III

6 1 0
                                    


O caminho para casa foi quase uma tortura.

Embora casa fosse um termo muito forte para o estúdio de seu pai, Micau estava ansiosa para chegar. Chegar e trabalhar e trabalhar e trabalhar um pouco mais. Ela já perdera metade do dia dormindo e precisava repor o tempo perdido, isso se quisesse sobreviver mais uma semana ou duas.

Micau tentou se distrair observando os cidadãos em meio às suas agitadas rotinas, os casebres coloridos pintando a cidade, algumas tendas que sempre restavam dias após o fim do festival.

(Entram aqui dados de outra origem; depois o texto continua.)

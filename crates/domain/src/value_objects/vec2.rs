//! 2D vector in normalized scene coordinates.
//!
//! Scene space runs from `(0, 0)` at the top-left corner to `(1, 1)` at the
//! bottom-right corner, so positive `y` points down the screen.

use serde::{Deserialize, Serialize};
use std::ops::{Add, Mul, Sub};

/// Vectors shorter than this are treated as zero when normalizing.
const NORMALIZE_EPSILON: f32 = 0.001;

/// Immutable 2D vector value type.
#[derive(Debug, Clone, Copy, PartialEq, Default, Serialize, Deserialize)]
pub struct Vec2 {
    pub x: f32,
    pub y: f32,
}

impl Vec2 {
    pub const ZERO: Vec2 = Vec2 { x: 0.0, y: 0.0 };

    pub const fn new(x: f32, y: f32) -> Self {
        Self { x, y }
    }

    pub fn length(self) -> f32 {
        (self.x * self.x + self.y * self.y).sqrt()
    }

    pub fn distance_to(self, other: Vec2) -> f32 {
        (self - other).length()
    }

    /// Unit vector in the same direction, or [`Vec2::ZERO`] for (near) zero input.
    pub fn normalized(self) -> Vec2 {
        let len = self.length();
        if len > NORMALIZE_EPSILON {
            Vec2::new(self.x / len, self.y / len)
        } else {
            Vec2::ZERO
        }
    }

    /// Clamp both components into `[min, max]`.
    pub fn clamp_components(self, min: f32, max: f32) -> Vec2 {
        Vec2::new(self.x.clamp(min, max), self.y.clamp(min, max))
    }

    /// Rescale so the length is at most `max_len`, preserving direction.
    pub fn clamp_length(self, max_len: f32) -> Vec2 {
        let len = self.length();
        if len > max_len && len > 0.0 {
            self * (max_len / len)
        } else {
            self
        }
    }

    pub fn is_finite(self) -> bool {
        self.x.is_finite() && self.y.is_finite()
    }
}

impl Add for Vec2 {
    type Output = Vec2;

    fn add(self, rhs: Vec2) -> Vec2 {
        Vec2::new(self.x + rhs.x, self.y + rhs.y)
    }
}

impl Sub for Vec2 {
    type Output = Vec2;

    fn sub(self, rhs: Vec2) -> Vec2 {
        Vec2::new(self.x - rhs.x, self.y - rhs.y)
    }
}

impl Mul<f32> for Vec2 {
    type Output = Vec2;

    fn mul(self, scalar: f32) -> Vec2 {
        Vec2::new(self.x * scalar, self.y * scalar)
    }
}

Mas tudo estava tão fora de lugar. O mundo não parecia o mesmo das noites anteriores, agora sem o encanto das festividades. Até o céu estava nublado, de ressaca, tentando se recuperar de um final de semana de puro caos.

A visão do prédio cor de rosa de três andares, onde situava-se o humilde estúdio de seu pai, trouxe a Micau um dissimulado e efêmero sentimento de segurança. O único lugar que sobrava para chamar de casa, porém um lugar onde sua família era conhecida e fora traída.

Subindo as escadas rapidamente, quase sonhando com o outro lado da porta de batente azul, Micau mal tomou nota da frente de sua porta.

Ao invés disso, trancou a porta quase ao mesmo tempo que a abriu, tamanha era sua ansiedade.

Jogou-se no colchão. Suspirou alto. Dante não se incomodara em devolver suas roupas, portanto ela permaneceu com as dele no corpo, o cheiro cítrico prendendo a pele dela.

Fora do armazém abandonado, uma garoa limpava o ar de suas impurezas. O céu combinava com o humor nublado dela, seu coração aflito. Talvez a Mãe se compadecesse.

Micau fez questão de prestar atenção no tempo em que caía a água pluvial, parecendo um arrulho leve, um bater de asas de borboleta.

Pensou na mãe, naquele momento, em sua voz macia, sua risada calorosa as rugas e as linhas de expressão... A saudade a consumiu por completo e a lembrou do porquê de ter abusado dos poderes de esquecimento do álcool.

Sua mãe costumava dizer que não valia a pena esquecer. Lembranças e segredos, dizia ela, são a verdadeira moeda da vida. Micau ouvia sua voz se estendendo como canção, quase como se estivesse presente e proferindo as palavras ali mesmo.

Não era só o coração partido, era tudo; o corpo, a alma, o coração, Micau se sentia um ser holístico em sua aflição.

Desapontara sua mãe ao escolher casar com Pietro por interesse, mesmo que por proteção e não só dinheiro, depois perdera a pessoa que mais lhe importava em todo aquele inferno que era Líria. Não, não perdera. Fora roubada.

Micau se debateu na cama, frustrada. Líria realmente era um inferno. Apenas uma imitação fajuta, uma ilusão de liberdade existia, quando nada era permitido e tudo era vigiado. O Novo Príncipe estava no processo de destruir tudo o que sua antepassada construira e ninguém ousava tentar impedi-lo.

Ninguém ousa porque os únicos prejudicados não têm poder.

A nobreza estava ocupada demais com suas novas máquinas para suas belas fábricas, para se preocupar com o trabalhador braçal do qual dependiam.

- Ah, mãe, se você me visse agora... - murmurou.

Teria orgulho?

Rolou para fora da cama. Moveu um pedaço do assoalho para o lado e alcançou uma caixa de madeira, com uma fechadura de metal quase enferrujada.